Turkey’s occupation brought economic ruin to the part of the island which prior to 1974 was the richest and most developed. Poor economic conditions resulting from Turkey’s mismanagement and Turkey’s systematic colonisation of the occupied areas by illegal settlers forced Turkish Cypriots to emigrate to Europe and elsewhere. The settlers currently outnumber the indigenous Turkish Cypriots by about two to one. Independent observers have documented this issue for the Parliamentary Assembly of the Council of Europe in 1992 and again in 2003. Finally, there are still over 43,000 heavily armed troops from Turkey in the occupied areas. It should be noted that beginning with Security Council Resolution 353 of 20 July 1974, the UN has called for “an immediate end to foreign military intervention in the Republic of Cyprus,” and for “the withdrawal without delay from the Republic of Cyprus of foreign military personnel present otherwise than under the authority of international agreements.”

In violation of international law and UN resolutions, Turkey and the Turkish Cypriot regime have systematically attempted to eradicate the Greek cultural heritage in the occupied areas. Towns and villages have been given Turkish names, while archaeological sites, churches and cemeteries have been plundered, damaged or converted to other uses. In November 1983, Turkey instigated and endorsed a “unilateral declaration of independence” in the occupied area by the Turkish Cypriot leadership. The so-called “Turkish Republic of Northern Cyprus” (“TRNC”) has not been recognised by anyone other than Turkey, which exercises virtual control over it. UN Security Council resolutions 541 (1983) and 550 (1984) categorically condemned this unilateral action, declared it invalid, called for its withdrawal, and called on all UN member-states not to recognise this illegal entity. The EU and other international and regional organisations have adopted similar positions. For all legal and political purposes, the international community recognizes only the Republic of Cyprus created in 1960 and its government, even though the government cannot currently exercise its authority in areas under military occupation by Turkey.

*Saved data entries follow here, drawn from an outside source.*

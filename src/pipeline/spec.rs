//! Extraction config file.
//!
//! An [`ExtractionSpec`] names a preset and overrides individual policy
//! flags. It is validated by [`super::validation::ValidationEngine`] and
//! resolved into an [`ExtractionConfig`].
//!
//! # JSON shape
//!
//! ```json
//! {
//!   "v": 1,
//!   "preset": "definitions",
//!   "min_lemma_length": 4,
//!   "extra_stopwords": ["thing", "stuff"],
//!   "definition_marker": "[def] ",
//!   "strict": false
//! }
//! ```

use std::collections::HashMap;
use std::path::Path;

use serde::{Deserialize, Serialize};

use super::validation::ValidationEngine;
use crate::errors::{Result, VocabError};
use crate::types::{EnrichmentMode, ExtractionConfig};

/// The only config version understood
pub const SPEC_VERSION: u32 = 1;

/// Named starting points
#[derive(Debug, Clone, Copy, PartialEq, Eq)]
pub enum Preset {
    /// [`ExtractionConfig::context_sentences`]
    Context,
    /// [`ExtractionConfig::definitions`]
    Definitions,
}

impl Preset {
    pub fn parse(name: &str) -> Option<Self> {
        match name.to_lowercase().as_str() {
            "context" | "context_sentences" | "sentences" => Some(Preset::Context),
            "definitions" | "definition" | "dictionary" => Some(Preset::Definitions),
            _ => None,
        }
    }

    pub fn config(&self) -> ExtractionConfig {
        match self {
            Preset::Context => ExtractionConfig::context_sentences(),
            Preset::Definitions => ExtractionConfig::definitions(),
        }
    }
}

/// Top-level config file (v1)
#[derive(Debug, Clone, Default, Serialize, Deserialize)]
pub struct ExtractionSpec {
    /// Config version (currently `1`)
    pub v: u32,

    /// Preset name; omitted means `"context"`
    #[serde(default)]
    pub preset: Option<String>,

    #[serde(default)]
    pub enrichment: Option<EnrichmentMode>,

    #[serde(default)]
    pub include_proper_nouns: Option<bool>,

    #[serde(default)]
    pub require_subject_verb: Option<bool>,

    #[serde(default)]
    pub ascii_only: Option<bool>,

    /// `0` disables the length check
    #[serde(default)]
    pub min_lemma_length: Option<usize>,

    #[serde(default)]
    pub definition_marker: Option<String>,

    #[serde(default)]
    pub extra_stopwords: Option<Vec<String>>,

    /// If `true`, unrecognized fields are errors; if `false`, warnings
    #[serde(default)]
    pub strict: bool,

    /// Captures any fields not recognized by the schema
    #[serde(flatten)]
    pub unknown_fields: HashMap<String, serde_json::Value>,
}

impl ExtractionSpec {
    pub fn from_json(json: &str) -> Result<Self> {
        Ok(serde_json::from_str(json)?)
    }

    pub fn from_path(path: impl AsRef<Path>) -> Result<Self> {
        let json = std::fs::read_to_string(path)?;
        Self::from_json(&json)
    }

    /// The preset this spec starts from, if its name is recognized
    pub fn base_preset(&self) -> Option<Preset> {
        match &self.preset {
            None => Some(Preset::Context),
            Some(name) => Preset::parse(name),
        }
    }

    /// Enrichment mode after applying the override to the preset
    pub fn effective_enrichment(&self) -> EnrichmentMode {
        self.enrichment.unwrap_or_else(|| {
            self.base_preset()
                .map(|p| p.config().enrichment)
                .unwrap_or_default()
        })
    }

    /// Validate with the default rules and build the config
    ///
    /// Warnings are logged at info; any error fails the whole resolution.
    pub fn resolve(&self) -> Result<ExtractionConfig> {
        let report = ValidationEngine::with_defaults().validate(self);
        for warning in report.warnings() {
            tracing::info!(%warning, "config warning");
        }
        if report.has_errors() {
            return Err(VocabError::InvalidConfig(report.errors().cloned().collect()));
        }

        let mut config = self.base_preset().unwrap_or(Preset::Context).config();
        if let Some(mode) = self.enrichment {
            config.enrichment = mode;
        }
        if let Some(v) = self.include_proper_nouns {
            config.include_proper_nouns = v;
        }
        if let Some(v) = self.require_subject_verb {
            config.require_subject_verb = v;
        }
        if let Some(v) = self.ascii_only {
            config.ascii_only = v;
        }
        if let Some(n) = self.min_lemma_length {
            config.min_lemma_length = (n > 0).then_some(n);
        }
        if let Some(marker) = &self.definition_marker {
            config.definition_marker = marker.clone();
        }
        if let Some(words) = &self.extra_stopwords {
            config.extra_stopwords = words.clone();
        }
        Ok(config)
    }
}
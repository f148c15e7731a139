//! Entry aggregation
//!
//! One [`LearnableEntry`] per lowercase lemma. Entries live in a `Vec` in
//! order of first successful insertion and an `FxHashMap` indexes them by
//! key, so output order is deterministic for a given document.

use rustc_hash::FxHashMap;

use crate::dictionary::LexicalDictionary;
use crate::pipeline::enricher::{prefers_context, DefinitionEnricher};
use crate::types::LearnableEntry;

/// What happened to an offered token
#[derive(Debug, Clone, Copy, PartialEq, Eq)]
pub enum Offer {
    /// New entry created
    Inserted,
    /// Context sentence replaced by a longer one
    Replaced,
    /// Existing entry left untouched
    Kept,
    /// Frequency of an existing entry incremented
    Counted,
    /// No definition found; nothing recorded
    Discarded,
}

/// Per-run aggregation tallies
#[derive(Debug, Clone, Copy, Default, PartialEq, Eq)]
pub struct AggregateStats {
    pub inserted: usize,
    pub replaced: usize,
    pub kept: usize,
    pub counted: usize,
    pub lookups: usize,
    pub discarded: usize,
}

impl AggregateStats {
    fn record(&mut self, offer: Offer) {
        match offer {
            Offer::Inserted => self.inserted += 1,
            Offer::Replaced => self.replaced += 1,
            Offer::Kept => self.kept += 1,
            Offer::Counted => self.counted += 1,
            Offer::Discarded => self.discarded += 1,
        }
    }
}

/// Insertion-ordered, lemma-keyed entry map for one analysis run
#[derive(Debug, Default)]
pub struct EntryAggregator {
    key_to_idx: FxHashMap<String, usize>,
    entries: Vec<LearnableEntry>,
    stats: AggregateStats,
}

impl EntryAggregator {
    pub fn new() -> Self {
        Self::default()
    }

    pub fn with_capacity(capacity: usize) -> Self {
        Self {
            key_to_idx: FxHashMap::with_capacity_and_hasher(capacity, Default::default()),
            entries: Vec::with_capacity(capacity),
            stats: AggregateStats::default(),
        }
    }

    fn insert(&mut self, entry: LearnableEntry) {
        self.key_to_idx
            .insert(entry.word_or_phrase.clone(), self.entries.len());
        self.entries.push(entry);
    }

    /// Context policy: first sighting inserts the trimmed sentence, later
    /// sightings replace it only with a strictly longer sentence
    pub fn offer_context(&mut self, key: &str, sentence: &str) -> Offer {
        let offer = match self.key_to_idx.get(key) {
            None => {
                self.insert(LearnableEntry::with_context(key, sentence.trim()));
                Offer::Inserted
            }
            Some(&idx) => {
                let entry = &mut self.entries[idx];
                if prefers_context(sentence, &entry.context_sentence) {
                    entry.context_sentence = sentence.trim().to_string();
                    Offer::Replaced
                } else {
                    Offer::Kept
                }
            }
        };
        self.stats.record(offer);
        offer
    }

    /// Definition policy: a known key only gains frequency; an unknown key
    /// is looked up and dropped without trace if the lookup fails
    pub fn offer_definition<D: LexicalDictionary + ?Sized>(
        &mut self,
        key: &str,
        tag: &str,
        enricher: &DefinitionEnricher<'_, D>,
    ) -> Offer {
        let offer = match self.key_to_idx.get(key) {
            Some(&idx) => {
                let entry = &mut self.entries[idx];
                entry.frequency = Some(entry.frequency.unwrap_or(1).saturating_add(1));
                Offer::Counted
            }
            None => {
                self.stats.lookups += 1;
                match enricher.enrich(key, tag) {
                    Some(definition) => {
                        self.insert(LearnableEntry::with_definition(key, definition));
                        Offer::Inserted
                    }
                    None => Offer::Discarded,
                }
            }
        };
        self.stats.record(offer);
        offer
    }

    pub fn get(&self, key: &str) -> Option<&LearnableEntry> {
        self.key_to_idx.get(key).map(|&idx| &self.entries[idx])
    }

    pub fn len(&self) -> usize {
        self.entries.len()
    }

    pub fn is_empty(&self) -> bool {
        self.entries.is_empty()
    }

    pub fn stats(&self) -> AggregateStats {
        self.stats
    }

    /// Entries in first-insertion order
    pub fn into_entries(self) -> Vec<LearnableEntry> {
        self.entries
    }
}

Legal decisions by regional and national courts in Western Europe, in the United States, and in the United Kingdom provide an important independent record of the consequences of Turkey’s 1974 invasion and its continuing occupation of Cyprus. They also affirm the legitimacy of the Republic of Cyprus and of its government. These decisions constitute an important foundation for any future comprehensive settlement of the Cyprus problem.